> _What is being asked_:
An exact copy of the line containing "pub mod config;" and of every line after it, through the last line of the material, is what should be returned.

> _Input data_:

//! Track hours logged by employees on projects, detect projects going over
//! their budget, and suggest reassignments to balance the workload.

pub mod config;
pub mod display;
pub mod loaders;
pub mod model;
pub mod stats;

> _Response area_:
pub mod config;
pub mod display;
pub mod loaders;
pub mod model;
pub mod stats;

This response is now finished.